//! WebAuthn relying party built on `webauthn-rs`.
//!
//! Provides the factory for the configured `Webauthn` instance and the
//! production [`PasskeyVerifier`]. The stored public key of a credential is
//! the JSON-serialized `Passkey`.

use std::str::FromStr;
use std::sync::Arc;

use anyhow::{Context, Result};
use reqwest::Url;
use serde_json::Value;
use webauthn_rs::prelude::{
    Passkey, PasskeyAuthentication, PasskeyRegistration, PublicKeyCredential,
    RegisterPublicKeyCredential,
};
use webauthn_rs::{Webauthn, WebauthnBuilder};

use crate::config::WebAuthnConfig;
use crate::domain::{
    Credential, IssuedChallenge, PasskeyVerifier, RegisteredKey, User, VerifiedAssertion,
    VerifierPtr,
};

/// Creates a configured WebAuthn instance from application config.
///
/// # Errors
/// Returns an error if the origin URLs or RP ID are malformed, or the RP ID
/// is not an effective domain of the origin.
pub fn create_webauthn(config: &WebAuthnConfig) -> Result<Webauthn> {
    // ---
    tracing::debug!("Creating with config:{:?}", config);

    let url = Url::from_str(config.origin.as_str())?;
    let mut builder = WebauthnBuilder::new(&config.rp_id, &url)?.rp_name(&config.rp_name);

    for extra in &config.extra_origins {
        let extra = Url::from_str(extra).with_context(|| format!("Invalid origin: {extra}"))?;
        builder = builder.append_allowed_origin(&extra);
    }

    Ok(builder.build()?)
}

/// Creates the production verifier.
pub fn create_webauthn_verifier(config: &WebAuthnConfig) -> Result<VerifierPtr> {
    // ---
    Ok(Arc::new(WebauthnVerifier::new(create_webauthn(config)?)))
}

/// [`PasskeyVerifier`] backed by `webauthn-rs` passkey ceremonies.
pub struct WebauthnVerifier {
    webauthn: Webauthn,
}

impl WebauthnVerifier {
    // ---
    pub fn new(webauthn: Webauthn) -> Self {
        Self { webauthn }
    }
}

/// Decode a stored credential into the library's `Passkey`.
///
/// The stored counter is zeroed: the ceremony applies its own sign-counter
/// policy and the library must not reject a regressed counter first.
fn passkey_from_credential(credential: &Credential) -> Result<Passkey> {
    // ---
    let mut json: Value = serde_json::from_slice(&credential.public_key)
        .context("Stored credential is not a serialized passkey")?;
    if let Some(counter) = json.pointer_mut("/cred/counter") {
        *counter = Value::from(0);
    }
    Ok(serde_json::from_value(json)?)
}

fn flag(json: &Value, pointer: &str) -> bool {
    json.pointer(pointer).and_then(Value::as_bool).unwrap_or(false)
}

impl PasskeyVerifier for WebauthnVerifier {
    // ---
    fn begin_registration(&self, user: &User) -> Result<IssuedChallenge> {
        // ---
        let (options, state) = self.webauthn.start_passkey_registration(
            user.id,
            &user.username,
            &user.display_name,
            None,
        )?;

        Ok(IssuedChallenge {
            options: serde_json::to_value(options)?,
            state: serde_json::to_value(state)?,
        })
    }

    fn finish_registration(&self, state: &Value, response: &Value) -> Result<RegisteredKey> {
        // ---
        let state: PasskeyRegistration = serde_json::from_value(state.clone())?;
        let response: RegisterPublicKeyCredential = serde_json::from_value(response.clone())
            .context("Malformed registration response")?;

        let passkey = self.webauthn.finish_passkey_registration(&response, &state)?;
        let passkey_json = serde_json::to_value(&passkey)?;

        Ok(RegisteredKey {
            credential_id: passkey.cred_id().to_vec(),
            public_key: serde_json::to_vec(&passkey_json)?,
            backup_eligible: flag(&passkey_json, "/cred/backup_eligible"),
            backup_state: flag(&passkey_json, "/cred/backup_state"),
        })
    }

    fn begin_login(&self, credentials: &[Credential]) -> Result<IssuedChallenge> {
        // ---
        let passkeys = credentials
            .iter()
            .map(passkey_from_credential)
            .collect::<Result<Vec<_>>>()?;

        let (options, state) = self.webauthn.start_passkey_authentication(&passkeys)?;

        Ok(IssuedChallenge {
            options: serde_json::to_value(options)?,
            state: serde_json::to_value(state)?,
        })
    }

    fn finish_login(&self, state: &Value, response: &Value) -> Result<VerifiedAssertion> {
        // ---
        let state: PasskeyAuthentication = serde_json::from_value(state.clone())?;
        let response: PublicKeyCredential =
            serde_json::from_value(response.clone()).context("Malformed login response")?;

        let result = self.webauthn.finish_passkey_authentication(&response, &state)?;

        Ok(VerifiedAssertion {
            credential_id: result.cred_id().to_vec(),
            sign_count: result.counter(),
            backup_state: result.backup_state(),
        })
    }
}

#[cfg(test)]
mod tests {
    use super::*;
    use std::time::Duration;

    fn test_config(origin: &str) -> WebAuthnConfig {
        WebAuthnConfig {
            rp_id: "localhost".to_string(),
            rp_name: "Test Door".to_string(),
            origin: origin.to_string(),
            extra_origins: vec![],
            ceremony_ttl: Duration::from_secs(300),
            clone_policy: crate::config::ClonePolicy::Warn,
        }
    }

    #[test]
    fn create_webauthn_success() {
        assert!(create_webauthn(&test_config("http://localhost:8080")).is_ok());
    }

    #[test]
    fn create_webauthn_invalid_origin() {
        assert!(create_webauthn(&test_config("not-a-valid-url")).is_err());
    }

    #[test]
    fn create_webauthn_invalid_extra_origin() {
        let mut config = test_config("http://localhost:8080");
        config.extra_origins = vec!["::nope::".to_string()];
        assert!(create_webauthn(&config).is_err());
    }

    #[test]
    fn registration_challenge_is_bound_to_user() {
        // ---
        let verifier = create_webauthn_verifier(&test_config("http://localhost:8080")).unwrap();
        let user = User::new("galadriel".to_string(), "Lady of Light".to_string());

        let challenge = verifier.begin_registration(&user).unwrap();
        let public_key = &challenge.options["publicKey"];
        assert_eq!(public_key["user"]["name"], "galadriel");
        assert_eq!(public_key["user"]["displayName"], "Lady of Light");
        assert_eq!(public_key["rp"]["id"], "localhost");
        assert!(challenge.state.is_object());
    }

    #[test]
    fn garbage_response_fails_verification() {
        // ---
        let verifier = create_webauthn_verifier(&test_config("http://localhost:8080")).unwrap();
        let user = User::new("celeborn".to_string(), "Celeborn".to_string());
        let challenge = verifier.begin_registration(&user).unwrap();

        let response = serde_json::json!({ "id": "abc", "type": "public-key" });
        assert!(verifier.finish_registration(&challenge.state, &response).is_err());
    }

    #[test]
    fn login_rejects_undecodable_stored_key() {
        // ---
        let verifier = create_webauthn_verifier(&test_config("http://localhost:8080")).unwrap();
        let credential = Credential::new(vec![1, 2, 3], uuid::Uuid::new_v4(), b"not json".to_vec());
        assert!(verifier.begin_login(&[credential]).is_err());
    }
}
mod booking;
mod error;
mod metrics;
mod repository;
mod session_state;
mod verifier;
mod webauthn_models;

// Publicly expose the Metrics abstraction
pub use metrics::{Metrics, MetricsPtr};

// Persistence contracts and the records they hold
pub use booking::{intervals_overlap, Booking, BookingStatus};
pub use repository::{BookingStore, BookingStorePtr, CredentialStore, CredentialStorePtr};
pub use webauthn_models::{Credential, InsertOutcome, User};

// Sessions and ceremonies
pub use session_state::{
    CeremonyKind, PendingCeremony, SessionInfo, SessionState, SessionStore, SessionStorePtr,
};
pub use verifier::{IssuedChallenge, PasskeyVerifier, RegisteredKey, VerifiedAssertion, VerifierPtr};

pub use error::{AccessError, AccessResult};
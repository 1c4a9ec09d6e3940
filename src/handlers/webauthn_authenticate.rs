//! Passkey login and logout handlers.
//!
//! Two-phase flow:
//! 1. `login_begin` - return request options restricted to the user's credentials
//! 2. `login_finish` - verify the assertion, apply the sign-counter policy, sign in

use axum::{
    extract::State,
    http::HeaderMap,
    response::{IntoResponse, Redirect, Response},
    Json,
};
use base64::{engine::general_purpose::URL_SAFE_NO_PAD, Engine};
use serde::Deserialize;
use serde_json::Value;

use super::shared_types::{parse_body, with_session_cookie, JsonBody, StatusResponse};
use crate::app_state::AppState;
use crate::domain::AccessError;

#[derive(Debug, Deserialize)]
pub struct LoginBeginRequest {
    // ---
    #[serde(default)]
    pub username: String,
}

/// POST /login/begin
///
/// # Request Body
/// ```json
/// { "username": "frodo" }
/// ```
///
/// # Response
/// WebAuthn request options for `navigator.credentials.get()`.
#[tracing::instrument(skip_all)]
pub async fn login_begin(
    State(state): State<AppState>,
    headers: HeaderMap,
    body: JsonBody<LoginBeginRequest>,
) -> Result<Response, AccessError> {
    // ---
    let req = parse_body(body)?;
    let mut session = state.sessions().from_headers(&headers).await?;

    let options = state
        .ceremony()
        .begin_login(&mut session.state, &req.username)
        .await
        .inspect_err(|_| state.metrics().record_ceremony("login_begin", "failure"))?;

    state.sessions().save(&session).await?;
    state.metrics().record_ceremony("login_begin", "success");

    Ok(with_session_cookie(state.sessions(), &session, Json(options)))
}

/// POST /login/finish
///
/// # Request Body
/// The `PublicKeyCredential` produced by `navigator.credentials.get()`.
///
/// # Response
/// `{"status": "success"}`, with `"clone_warning": true` when the
/// authenticator's sign counter did not advance.
#[tracing::instrument(skip_all)]
pub async fn login_finish(
    State(state): State<AppState>,
    headers: HeaderMap,
    body: JsonBody<Value>,
) -> Result<Response, AccessError> {
    // ---
    let mut session = state.sessions().from_headers(&headers).await?;
    let response = parse_body(body)?;

    let result = state
        .ceremony()
        .finish_login(&mut session.state, &response)
        .await;

    state.sessions().save(&session).await?;

    match result {
        Ok(outcome) => {
            state.sessions().renew(&mut session).await?;
            state.metrics().record_ceremony("login_finish", "success");
            tracing::debug!(
                "{} signed in with credential {} (counter {})",
                outcome.username,
                URL_SAFE_NO_PAD.encode(&outcome.credential_id),
                outcome.sign_count
            );
            if outcome.clone_warning {
                state.metrics().record_clone_warning();
            }
            let body = StatusResponse {
                clone_warning: outcome.clone_warning,
                ..StatusResponse::success()
            };
            Ok(with_session_cookie(state.sessions(), &session, Json(body)))
        }
        Err(e) => {
            if matches!(e, AccessError::PossibleClone) {
                state.metrics().record_clone_warning();
            }
            state.metrics().record_ceremony("login_finish", "failure");
            Err(e)
        }
    }
}

/// GET|POST /logout
///
/// Clears the session's identity and redirects to `/login`. Never fails.
pub async fn logout(State(state): State<AppState>, headers: HeaderMap) -> Response {
    // ---
    let mut session = match state.sessions().from_headers(&headers).await {
        Ok(session) => session,
        Err(e) => {
            tracing::warn!("Logout could not load session: {}", e);
            return Redirect::to("/login").into_response();
        }
    };

    if let Some(identity) = session.state.identity() {
        tracing::info!("User '{}' logged out", identity.username);
    }
    state.sessions().destroy(&mut session).await;

    with_session_cookie(state.sessions(), &session, Redirect::to("/login"))
}
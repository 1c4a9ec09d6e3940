use super::booking::Booking;
use super::webauthn_models::{Credential, InsertOutcome, User};
use anyhow::Result;
use chrono::{DateTime, Utc};
use std::sync::Arc;
use uuid::Uuid;

/// Durable storage for users and their passkeys.
#[async_trait::async_trait]
pub trait CredentialStore: Send + Sync {
    // ---
    /// Insert a new user. Returns `Duplicate` if the username is taken.
    async fn create_user(&self, user: User) -> Result<InsertOutcome<User>>;

    /// Get user by username.
    async fn get_user_by_username(&self, username: &str) -> Result<Option<User>>;

    /// Get user by ID.
    async fn get_user_by_id(&self, user_id: Uuid) -> Result<Option<User>>;

    /// Save a new credential for a user.
    async fn save_credential(&self, credential: Credential) -> Result<()>;

    /// Get all credentials for a user.
    async fn get_credentials_by_user(&self, user_id: Uuid) -> Result<Vec<Credential>>;

    /// Get a specific credential by its ID.
    async fn get_credential_by_id(&self, credential_id: &[u8]) -> Result<Option<Credential>>;

    /// Overwrite the stored sign counter and backup state after a login.
    async fn update_sign_count(
        &self,
        credential_id: &[u8],
        sign_count: u32,
        backup_state: bool,
    ) -> Result<()>;

    /// Cheap liveness probe used by the full health check.
    async fn ping(&self) -> Result<()>;
}

/// Durable storage for bookings.
#[async_trait::async_trait]
pub trait BookingStore: Send + Sync {
    // ---
    /// Insert `booking` unless an active booking of the same user overlaps it.
    ///
    /// The overlap check and the insert must be atomic with respect to other
    /// callers booking for the same user.
    async fn insert_if_free(&self, booking: Booking) -> Result<InsertOutcome<Booking>>;

    /// The active booking of `user_id` whose window contains `at`, if any.
    async fn find_active_at(&self, user_id: Uuid, at: DateTime<Utc>) -> Result<Option<Booking>>;

    /// All bookings of `user_id`, latest start first.
    async fn list_for_user(&self, user_id: Uuid) -> Result<Vec<Booking>>;
}

/// Type alias for any backend that implements CredentialStore.
pub type CredentialStorePtr = Arc<dyn CredentialStore>;

/// Type alias for any backend that implements BookingStore.
pub type BookingStorePtr = Arc<dyn BookingStore>;
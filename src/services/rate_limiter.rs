//! Per-client token-bucket admission control.

use std::{
    collections::HashMap,
    sync::Arc,
    time::{Duration, Instant},
};

use parking_lot::Mutex;
use tokio::sync::Notify;
use tracing::debug;

use crate::config::RateLimitConfig;

/// Token bucket rate limiter keyed by client address.
///
/// Buckets are created full on first sight of a key. A periodic sweep drops
/// buckets that have refilled completely; partially drained buckets stay,
/// however long they have been idle.
pub struct RateLimiter {
    /// Map of client key -> bucket
    buckets: Arc<Mutex<HashMap<String, Bucket>>>,
    /// Tokens added per second
    rate: f64,
    /// Bucket capacity
    capacity: f64,
    /// Notify for shutdown
    shutdown: Arc<Notify>,
}

#[derive(Clone, Copy, Debug)]
struct Bucket {
    tokens: f64,
    last_refill: Instant,
}

impl Bucket {
    fn full(capacity: f64, now: Instant) -> Self {
        Self {
            tokens: capacity,
            last_refill: now,
        }
    }

    fn refill(&mut self, rate: f64, capacity: f64, now: Instant) {
        // Instants from other threads can be marginally behind ours.
        let elapsed = now.saturating_duration_since(self.last_refill).as_secs_f64();
        self.tokens = (self.tokens + elapsed * rate).min(capacity);
        self.last_refill = now;
    }
}

impl RateLimiter {
    /// Create a limiter adding `rate` tokens per second up to `capacity`.
    pub fn new(rate: f64, capacity: u32) -> Self {
        Self {
            buckets: Arc::new(Mutex::new(HashMap::new())),
            rate,
            capacity: f64::from(capacity),
            shutdown: Arc::new(Notify::new()),
        }
    }

    pub fn from_config(config: &RateLimitConfig) -> Self {
        Self::new(config.per_second, config.burst)
    }

    /// Admit one request for `key` if a token is available.
    pub fn allow(&self, key: &str) -> bool {
        self.allow_at(key, Instant::now())
    }

    /// [`allow`](Self::allow) against an explicit clock reading.
    pub fn allow_at(&self, key: &str, now: Instant) -> bool {
        let mut map = self.buckets.lock();
        let bucket = map
            .entry(key.to_string())
            .or_insert_with(|| Bucket::full(self.capacity, now));

        bucket.refill(self.rate, self.capacity, now);
        if bucket.tokens >= 1.0 {
            bucket.tokens -= 1.0;
            true
        } else {
            false
        }
    }

    /// Drop every bucket that is full at `now`. Returns how many were removed.
    pub fn sweep_at(&self, now: Instant) -> usize {
        let mut map = self.buckets.lock();
        let before = map.len();
        let (rate, capacity) = (self.rate, self.capacity);
        map.retain(|_, bucket| {
            bucket.refill(rate, capacity, now);
            bucket.tokens < capacity
        });
        before - map.len()
    }

    /// Number of tracked client keys.
    pub fn tracked_keys(&self) -> usize {
        self.buckets.lock().len()
    }

    /// Start the background sweep task.
    pub fn start_cleanup_task(self: &Arc<Self>, sweep_interval: Duration) {
        let limiter = Arc::downgrade(self);
        let shutdown = self.shutdown.clone();

        tokio::spawn(async move {
            loop {
                tokio::select! {
                    _ = shutdown.notified() => {
                        debug!("rate limiter sweep task shutting down");
                        break;
                    }
                    _ = tokio::time::sleep(sweep_interval) => {
                        let Some(limiter) = limiter.upgrade() else { break };
                        let removed = limiter.sweep_at(Instant::now());
                        if removed > 0 {
                            debug!(removed, remaining = limiter.tracked_keys(), "idle rate limit buckets swept");
                        }
                    }
                }
            }
        });
    }

    /// Signal shutdown to the sweep task.
    pub fn shutdown(&self) {
        self.shutdown.notify_waiters();
    }
}

impl Drop for RateLimiter {
    fn drop(&mut self) {
        self.shutdown();
    }
}
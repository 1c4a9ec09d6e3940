mod noop_metrics;

pub use noop_metrics::NoopMetrics;
use std::sync::Arc;

/// Creates a metrics sink that drops every event.
///
/// Selected with `DOOR_METRICS_TYPE=noop` and used by the test suites.
pub fn create() -> anyhow::Result<crate::domain::MetricsPtr> {
    Ok(Arc::new(NoopMetrics::new()))
}
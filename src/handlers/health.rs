use axum::{
    extract::{Query, State},
    http::StatusCode,
    Json,
};
use serde::Deserialize;

use crate::app_state::AppState;

#[derive(serde::Serialize)]
pub struct HealthResponse {
    status: &'static str,
}

#[derive(Deserialize)]
pub struct HealthQuery {
    mode: Option<String>,
}

/// Responds with the health status of the server.
///
/// - By default (no query parameters), performs a light check to confirm the web server
///   is running.
///
/// - If `mode=full` is passed as a query parameter, also pings the credential store to
///   verify database connectivity.
///
/// # Responses
/// - `200 OK` with `{ "status": "ok" }` if server (and storage, in full mode) are healthy.
/// - `500 INTERNAL SERVER ERROR` with `{ "status": "error" }` if the storage ping fails.
pub async fn health_check(
    State(state): State<AppState>,
    Query(params): Query<HealthQuery>,
) -> (StatusCode, Json<HealthResponse>) {
    match params.mode.as_deref() {
        Some("full") => match state.credentials().ping().await {
            Ok(()) => (StatusCode::OK, Json(HealthResponse { status: "ok" })),
            Err(e) => {
                tracing::error!("Health check failed: {:?}", e);
                (
                    StatusCode::INTERNAL_SERVER_ERROR,
                    Json(HealthResponse { status: "error" }),
                )
            }
        },
        _ => (StatusCode::OK, Json(HealthResponse { status: "ok" })),
    }
}
//! Passkey registration handlers.
//!
//! Two-phase flow:
//! 1. `register_begin` - create the user and return credential creation options
//! 2. `register_finish` - verify the attestation and bind the credential

use axum::{extract::State, http::HeaderMap, response::Response, Json};
use base64::{engine::general_purpose::URL_SAFE_NO_PAD, Engine};
use serde::Deserialize;
use serde_json::Value;

use super::shared_types::{parse_body, with_session_cookie, JsonBody, StatusResponse};
use crate::app_state::AppState;
use crate::domain::AccessError;

#[derive(Debug, Deserialize)]
pub struct RegistrationBeginRequest {
    // ---
    #[serde(default)]
    pub username: String,

    #[serde(default, rename = "displayName", alias = "display_name")]
    pub display_name: String,
}

/// POST /register/begin
///
/// # Request Body
/// ```json
/// { "username": "frodo", "displayName": "Frodo Baggins" }
/// ```
///
/// # Response
/// WebAuthn credential creation options for `navigator.credentials.create()`,
/// plus the session cookie holding the pending challenge.
#[tracing::instrument(skip_all)]
pub async fn register_begin(
    State(state): State<AppState>,
    headers: HeaderMap,
    body: JsonBody<RegistrationBeginRequest>,
) -> Result<Response, AccessError> {
    // ---
    let req = parse_body(body)?;
    let mut session = state.sessions().from_headers(&headers).await?;

    let options = state
        .ceremony()
        .begin_registration(&mut session.state, &req.username, &req.display_name)
        .await
        .inspect_err(|_| state.metrics().record_ceremony("register_begin", "failure"))?;

    state.sessions().save(&session).await?;
    state.metrics().record_ceremony("register_begin", "success");

    Ok(with_session_cookie(state.sessions(), &session, Json(options)))
}

/// POST /register/finish
///
/// # Request Body
/// The `PublicKeyCredential` produced by `navigator.credentials.create()`.
///
/// # Response
/// `{"status": "success"}`; the session is now signed in.
#[tracing::instrument(skip_all)]
pub async fn register_finish(
    State(state): State<AppState>,
    headers: HeaderMap,
    body: JsonBody<Value>,
) -> Result<Response, AccessError> {
    // ---
    let mut session = state.sessions().from_headers(&headers).await?;
    let response = parse_body(body)?;

    let result = state
        .ceremony()
        .finish_registration(&mut session.state, &response)
        .await;

    // The pending challenge is spent either way.
    state.sessions().save(&session).await?;

    match result {
        Ok(outcome) => {
            state.sessions().renew(&mut session).await?;
            state.metrics().record_ceremony("register_finish", "success");
            tracing::debug!(
                "Registered credential {} for {}",
                URL_SAFE_NO_PAD.encode(&outcome.credential_id),
                outcome.username
            );
            Ok(with_session_cookie(
                state.sessions(),
                &session,
                Json(StatusResponse::success()),
            ))
        }
        Err(e) => {
            state.metrics().record_ceremony("register_finish", "failure");
            Err(e)
        }
    }
}
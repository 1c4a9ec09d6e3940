mod booking_ledger;
mod ceremony;
mod door;
mod geofence;
mod rate_limiter;

pub use booking_ledger::BookingLedger;
pub use ceremony::{counter_regressed, Ceremony, LoginOutcome, RegistrationOutcome, MAX_CEREMONY_TTL};
pub use door::{DoorAccess, UnlockOutcome};
pub use geofence::{distance_km, GeoPoint, Geofence, GeofenceDecision, DEFAULT_RADIUS_KM, EARTH_RADIUS_KM};
pub use rate_limiter::RateLimiter;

- _ACTIVITY_:
Determine how many lines in the entries above hold the string "configured", then report that number and nothing further.

- _ANSWER_:
2